We are thinking of allowing employees to cash out accumulated sick leave at retirement. If you have a policy like this, please let me know. I'm looking for the positives and negatives. Do you allow employees to accumulate sick leave up to a maximum or to infinity? How do you keep employees from coming in sick so that their accumulation continues untouched? Do you pay 100% of all sick leave or another percentage? Anything else would be greatly appreciated.

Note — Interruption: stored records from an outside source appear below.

use clap::Args;
use serde::Serialize;

use deploy_manager::error::codes;
use deploy_manager::error::help::{self, ErrorHelp, ErrorHelpSummary};

use super::CmdResult;

#[derive(Args)]
pub struct ErrorsArgs {
    /// Explain one error code (e.g. platform.merge_conflict)
    pub code: Option<String>,
}

#[derive(Serialize)]
#[serde(untagged)]
pub enum ErrorsOutput {
    List { errors: Vec<ErrorHelpSummary> },
    Explain(ErrorHelp),
}

pub fn run(args: ErrorsArgs, _global: &super::GlobalArgs) -> CmdResult<ErrorsOutput> {
    let Some(raw) = args.code else {
        return Ok((ErrorsOutput::List { errors: help::list() }, 0));
    };

    let code = codes::parse_code(raw.trim()).ok_or_else(|| {
        deploy_manager::Error::validation_invalid_argument(
            "code",
            format!("Unknown error code '{}'", raw),
            Some(
                codes::all_codes()
                    .iter()
                    .map(|c| c.as_str().to_string())
                    .collect(),
            ),
        )
    })?;

    Ok((ErrorsOutput::Explain(help::explain(code)), 0))
}
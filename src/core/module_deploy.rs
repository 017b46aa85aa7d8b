//! Module registry lookup and code swap.

use crate::config::DeployConfig;
use crate::error::{Error, ModuleNotRegisteredDetails, Result};
use crate::sas;
use crate::ssh::{RemoteExecutor, TextEncoding};
use crate::utils::remote_path;
use crate::workdir::{self, WorkingDirectory};

pub const REGISTRY_TABLE: &str = "MDS.MODULY";
const LOOKUP_PROGRAM: &str = "get_module_path.sas";

/// SAS step writing the registered path of `module` into `output`.
pub fn lookup_program(module: &str, output: &str) -> String {
    let key = module.to_lowercase().replace('\'', "''");
    format!(
        "data _null_;\n\
         \x20 set {table}(where=(lowcase(MODUL)='{key}'));\n\
         \x20 file \"{output}\";\n\
         \x20 put SCIEZKA_DO_MODULU;\n\
         \x20 stop;\n\
         run;\n",
        table = REGISTRY_TABLE,
        key = key,
        output = output.replace('"', "\"\""),
    )
}

pub struct ModuleDeployer<'a> {
    executor: &'a dyn RemoteExecutor,
    config: &'a DeployConfig,
    work: &'a WorkingDirectory,
}

impl<'a> ModuleDeployer<'a> {
    pub fn new(
        executor: &'a dyn RemoteExecutor,
        config: &'a DeployConfig,
        work: &'a WorkingDirectory,
    ) -> Self {
        Self {
            executor,
            config,
            work,
        }
    }

    /// Registered deployment path for `module` (case-insensitive).
    pub fn resolve_module_path(&self, module: &str) -> Result<String> {
        let program = self.work.path(LOOKUP_PROGRAM);
        let output = self.work.path(workdir::MODULE_PATH_FILE);
        let log = self.work.log(workdir::LOG_GET_MODULE_PATH);

        self.executor
            .write_file(&program, &lookup_program(module, &output), TextEncoding::Utf8)?;
        sas::run_program(self.executor, self.config, self.work, &program, &log, None)?;

        let path = if self.executor.exists(&output)? {
            self.executor
                .read_file(&output, TextEncoding::Utf8)?
                .trim()
                .to_string()
        } else {
            String::new()
        };

        if path.is_empty() {
            return Err(Error::module_not_registered(ModuleNotRegisteredDetails {
                module: module.to_string(),
                registry: REGISTRY_TABLE.to_string(),
                log: Some(log),
            }));
        }

        log_status!("module", "{} is registered at {}", module, path);
        Ok(path)
    }

    /// Replace `<target>/kody` with the assembled code directory.
    ///
    /// Not transactional: a failure after the removal leaves the target
    /// without code.
    pub fn deploy_code(&self, target_path: &str, code_dir: &str) -> Result<String> {
        let destination = remote_path::join(target_path, remote_path::file_name(code_dir));
        log_status!("module", "Replacing {}", destination);
        self.executor.remove_all(&destination)?;
        self.executor.copy_recursive(code_dir, &destination)?;
        Ok(destination)
    }
}
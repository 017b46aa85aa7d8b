//! CLI response formatting and output.
//!
//! Provides JSON envelope, printing, and exit code mapping.

use crate::error::Hint;
use crate::{Error, ErrorCode, Result};
use serde::Serialize;

#[derive(Debug, Serialize)]
pub struct CliResponse<T: Serialize> {
    pub success: bool,
    #[serde(skip_serializing_if = "Option::is_none")]
    pub data: Option<T>,
    #[serde(skip_serializing_if = "Option::is_none")]
    pub error: Option<CliError>,
}

#[derive(Debug, Serialize)]
pub struct CliError {
    pub code: String,
    pub message: String,
    pub details: serde_json::Value,
    #[serde(skip_serializing_if = "Option::is_none")]
    pub hints: Option<Vec<Hint>>,
    #[serde(skip_serializing_if = "Option::is_none")]
    pub retryable: Option<bool>,
}

impl<T: Serialize> CliResponse<T> {
    pub fn success(data: T) -> Self {
        Self {
            success: true,
            data: Some(data),
            error: None,
        }
    }

    /// Data-carrying response for a command that finished with a non-zero exit
    /// code (a pipeline run that stopped at a stage still reports its progress).
    pub fn with_exit_code(data: T, exit_code: i32) -> Self {
        Self {
            success: exit_code == 0,
            data: Some(data),
            error: None,
        }
    }

    pub fn to_json(&self) -> Result<String> {
        serde_json::to_string_pretty(self).map_err(|e| {
            Error::internal_json(e.to_string(), Some("serialize response".to_string()))
        })
    }
}

impl CliResponse<()> {
    pub fn from_error(err: &Error) -> Self {
        Self {
            success: false,
            data: None,
            error: Some(CliError {
                code: err.code.as_str().to_string(),
                message: err.message.clone(),
                details: err.details.clone(),
                hints: if err.hints.is_empty() {
                    None
                } else {
                    Some(err.hints.clone())
                },
                retryable: err.retryable,
            }),
        }
    }
}

fn print_response<T: Serialize>(response: &CliResponse<T>) -> Result<()> {
    use std::io::{self, Write};

    let payload = response.to_json()?;
    let stdout = io::stdout();
    let mut handle = stdout.lock();
    if let Err(e) = writeln!(handle, "{}", payload) {
        if e.kind() == io::ErrorKind::BrokenPipe {
            return Ok(()); // Exit gracefully on SIGPIPE
        }
        return Err(Error::internal_io(
            e.to_string(),
            Some("write stdout".to_string()),
        ));
    }
    Ok(())
}

pub fn map_cmd_result_to_json<T: Serialize>(
    result: Result<(T, i32)>,
) -> (Result<serde_json::Value>, i32) {
    match result {
        Ok((data, exit_code)) => match serde_json::to_value(data) {
            Ok(value) => (Ok(value), exit_code),
            Err(err) => (
                Err(Error::internal_json(
                    err.to_string(),
                    Some("serialize response".to_string()),
                )),
                1,
            ),
        },
        Err(err) => {
            let exit_code = exit_code_for_error(err.code);
            (Err(err), exit_code)
        }
    }
}

pub fn exit_code_for_error(code: ErrorCode) -> i32 {
    match code {
        ErrorCode::ConfigMissingKey
        | ErrorCode::ConfigInvalidJson
        | ErrorCode::ConfigInvalidValue
        | ErrorCode::ValidationInvalidArgument => 2,

        ErrorCode::ModuleNotRegistered => 4,

        ErrorCode::SshIdentityFileNotFound | ErrorCode::PlatformAuthFailed => 10,

        ErrorCode::RemoteCommandFailed
        | ErrorCode::RemoteCommandTimeout
        | ErrorCode::PlatformApiError
        | ErrorCode::PlatformMergeConflict
        | ErrorCode::PlatformRequestFailed
        | ErrorCode::AssemblyFailed
        | ErrorCode::SasProgramFailed => 20,

        ErrorCode::InternalIoError
        | ErrorCode::InternalJsonError
        | ErrorCode::InternalUnexpected => 1,
    }
}

pub fn print_json_result(result: Result<serde_json::Value>, exit_code: i32) -> Result<()> {
    match result {
        Ok(data) => print_response(&CliResponse::with_exit_code(data, exit_code)),
        Err(err) => print_response(&CliResponse::<()>::from_error(&err)),
    }
}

In a similar vein, does anyone provide a charitable donation in the employee's name in lieu of cashing out sick leave? What IRS regulations should I be aware of?

Comments

  • 5 Comments sorted by Votes Date Added
  • We are a smaller non-profit with approximately 45 employees. We pay out sick time upon separation/termination as long as it is not due to a violation in the discipline policy. Our employees are allowed to accumulate up to 30 sick days a year. Upon reaching their limit, they either use them or lose them. We pay at 100% of the value. I can tell you that in talking to other HR professionals, this is a very rare policy.
  • Where I worked previously, you could accumulate up to 960 hours of paid sick leave and were paid cash for 50% at termination. (also a non profit) Where I work currently (municipality) you can earn up to 72 hours a year paid sick time. Once a year you can opt to roll over up to 57 hours of unused time to "payable sick" to be paid at termination (if not used prior, of course) or cash it out or any combination of the two (too complicated of a system if you ask me) there currently is no ceiling on how much you can accumulate, but I predict it may be coming. Right now we have no STD and we have no ceiling because people need to be able to cover the 6 month period til LTD kicks in.
    I think that people who come to work sick are going to come to work sick regardless and not because they are thinking down the road that far to think of cashing it in. Hope this helps.
  • I designed a pretty radical program for one of my clients that goes like this:

    Employees were required to bank at least two weeks (80 hours) of sick time. Once they had that in the bank, they could sell back up to 4 weeks(160 hours)of sick time at 50% value once a year on their aniversary date. We put a cap of 6 months of time that could be saved (the waiting period for LTD). This plan had several advantages. Employees quit using their sick time like unscheduled vacation because of a "use it or lose it" mentality. Almost all employees had a minimum of two weeks saved to cover them if they were seriously ill because they couldn't cash any sick time in unless they had at least two weeks banked. The company could reduce its liability to pay these days by redeeming them at half value. Allowing redemption only once a year on the employee's anniversary date spread the economic hit throughout the year (otherwise everyone would have redeemed at Christmas time). This would also take care of the huge hit the company would take if you paid these days out when someone left the company because employees were limited to cashng in no more than four weeks annually. Employees were not allowed to cash in any remaining sick days upon termination of employment. I'll be glad to discuss this with you if you like. Please feel free to call me.

    Margaret Morford
    theHRedge
    615-371-8200
    [email]mmorford@mleesmith.com[/email]
    [url]http://www.thehredge.net[/url]
  • If they could cash in 4 weeks each year, how much sick leave were they given?
  • Employees accumulated 6 days of sick leave per year (half a day for each month worked). This meant that an employee had to work almost two years without missing a day in order to bank enough time to be able to sell back time. The result was that people began to save their days instead of using them for fear of losing them.

    Margaret Morford
    theHRedge
    615-371-8200
    [email]mmorford@mleesmith.com[/email]
    [url]http://www.thehredge.net[/url]
Sign In or Register to comment.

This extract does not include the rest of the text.